Nach der Halbzeitpause zeigte sich jedoch ein anderes Bild: Paloma kam deutlich verbessert aus der Kabine und nutzte seine Chancen eiskalt. In der 52. Minute brachte Aulon Lekaj seine Mannschaft mit 1:0 in Führung, nur vier Minuten später erhöhte Moritz Niemann auf 2:0. Kurz darauf bot sich Niemann sogar die große Möglichkeit, per Elfmeter auf 3:0 zu stellen, doch er scheiterte vom Punkt.
In der Folge beruhigte sich das Spiel. Paloma konzentrierte sich auf eine kompakte Defensive und ließ kaum noch gefährliche Aktionen der Gastgeber zu. Teutonia versuchte zwar weiterhin, Druck aufzubauen, fand jedoch kaum Wege durch die gut organisierte Abwehr der Gäste.
Einige Lichtblicke gab es dennoch: Stürmer Arbes Tahirsylaj zeigte gute Ansätze, eroberte mehrfach stark den Ball und suchte den Abschluss. Doch alles, was auf das Tor von Tjark Grundmann kam, wurde vom Paloma-Keeper souverän pariert. Am Ende sicherte sich Paloma einen wichtigen 2:0-Auswärtssieg, der vor allem auf einer deutlichen Leistungssteigerung in der zweiten Halbzeit sowie einer stabilen Defensivarbeit basierte.
Highlights LOTTO Hamburg-Pokal Halbfinale der Frauen Walddörfer SV – SC Victoria
Die Frauen des Walddörfer SV schlagen den zweiten Regionalligisten in Folge und ziehen ins Finale des LOTTO Hamburg-Pokals der Frauen ein. Sie besiegen die Siegerinnen des letzten Jahres – den SC Victoria.
Bereits in der 5. Minute schießt Lisa Krone den WSV mit einem wunderschönen Volley mit 1:0 in Führung. Victoria hatte in der Folge die klar besseren Chancen, vergab jedoch alle. Es war ein Spiel, das hin und her ging, den Zuschauern viel Freude bereitete und mit dem 1:0 zur Halbzeit spannend blieb.
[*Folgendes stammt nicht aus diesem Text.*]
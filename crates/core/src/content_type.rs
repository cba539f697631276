//! Content-type detection from file extensions

/// Type used when the extension is unknown or absent
pub const FALLBACK_CONTENT_TYPE: &str = "application/octet-stream";

/// Guess the MIME type for `filename` from its extension
pub fn content_type_for(filename: &str) -> String {
    mime_guess::from_path(filename)
        .first()
        .map(|m| m.essence_str().to_string())
        .unwrap_or_else(|| FALLBACK_CONTENT_TYPE.to_string())
}
//! HTTP download source
//!
//! Implements `RemoteSource` with reqwest for upload-from-URL.

use std::time::Duration;

use async_trait::async_trait;
use futures::{StreamExt, TryStreamExt};
use url::Url;

use s3drop_core::{ByteStream, Error, RemoteSource, Result};

/// Connect and read timeout for remote downloads
pub const DOWNLOAD_TIMEOUT: Duration = Duration::from_secs(30);

/// Streaming HTTP GET client
pub struct HttpSource {
    client: reqwest::Client,
}

impl HttpSource {
    /// Create a source with the default 30 second timeouts
    pub fn new() -> Result<Self> {
        Self::with_timeout(DOWNLOAD_TIMEOUT)
    }

    /// Create a source with custom connect and read timeouts
    pub fn with_timeout(timeout: Duration) -> Result<Self> {
        let client = reqwest::Client::builder()
            .connect_timeout(timeout)
            .read_timeout(timeout)
            .user_agent(concat!("s3drop/", env!("CARGO_PKG_VERSION")))
            .build()
            .map_err(|e| Error::Network(format!("Failed to build HTTP client: {e}")))?;

        Ok(Self { client })
    }
}

#[async_trait]
impl RemoteSource for HttpSource {
    async fn fetch(&self, url: &Url) -> Result<ByteStream> {
        let response = self
            .client
            .get(url.clone())
            .send()
            .await
            .map_err(|e| Error::Network(e.to_string()))?;

        let status = response.status();
        if !status.is_success() {
            return Err(Error::Network(format!("HTTP {status} for {url}")));
        }

        tracing::debug!(%url, %status, content_length = response.content_length(), "download started");

        Ok(response
            .bytes_stream()
            .map_err(|e| Error::Network(e.to_string()))
            .boxed())
    }
}
//! Backend trait definitions
//!
//! These traits decouple the transfer logic from the AWS SDK and the HTTP
//! client, so the engine can be exercised against mocks.

use std::path::Path;

use async_trait::async_trait;
use bytes::Bytes;
use futures::stream::BoxStream;
use jiff::Timestamp;
use url::Url;

use crate::error::Result;

/// Response body of a remote download, delivered chunk by chunk
pub type ByteStream = BoxStream<'static, Result<Bytes>>;

/// Object metadata as reported by a listing
#[derive(Debug, Clone, PartialEq, Eq)]
pub struct ObjectInfo {
    /// Object key
    pub key: String,

    /// Size in bytes
    pub size_bytes: u64,

    /// Last modified timestamp
    pub last_modified: Option<Timestamp>,
}

impl ObjectInfo {
    /// Create a new ObjectInfo for a file
    pub fn file(key: impl Into<String>, size_bytes: u64) -> Self {
        Self {
            key: key.into(),
            size_bytes,
            last_modified: None,
        }
    }
}

/// Trait for S3-compatible storage operations
///
/// This trait is implemented by the S3 adapter and can be mocked for testing.
#[cfg_attr(test, mockall::automock)]
#[async_trait]
pub trait ObjectStore: Send + Sync {
    /// Upload the file at `source` to `bucket/key`
    ///
    /// `public` requests a public-read ACL on the new object.
    async fn put_object(
        &self,
        bucket: &str,
        key: &str,
        source: &Path,
        content_type: &str,
        public: bool,
    ) -> Result<()>;

    /// List at most `max_keys` objects whose keys start with `prefix`
    async fn list_objects(&self, bucket: &str, prefix: &str, max_keys: usize)
    -> Result<Vec<ObjectInfo>>;

    /// Delete a single object
    async fn delete_object(&self, bucket: &str, key: &str) -> Result<()>;
}

/// Source of remote content for upload-from-URL
#[async_trait]
pub trait RemoteSource: Send + Sync {
    /// Issue a GET against `url` and return its body as a stream
    ///
    /// Non-success statuses are errors, reported before any body is read.
    async fn fetch(&self, url: &Url) -> Result<ByteStream>;
}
In der 60. Minute erhöhte Walddörfer: Dalina Saalmüller bereitete vor, und Mirella Pleqi erzielte mit einer starken Bewegung und einem guten Abschluss das 2:0.
Die Frauen von Victoria kamen jedoch noch einmal heran: Lisa Behneke verkürzte in der 68. Minute per Foulelfmeter auf 2:1. Victoria konnte das Momentum aber nicht nutzen und kassierte bereits sechs Minuten später das 3:1 durch Divine Chuks.
Den Schlusspunkt setzte erneut die Kapitänin Mirella Pleqi.
Damit zieht Walddörfer völlig verdient ins Finale ein und trifft dort auf St. Pauli. Gleichzeitig durchbrechen sie die Serie von SC Victoria und St. Pauli, die sonst zum dritten Mal in Folge im Finale gestanden hätten.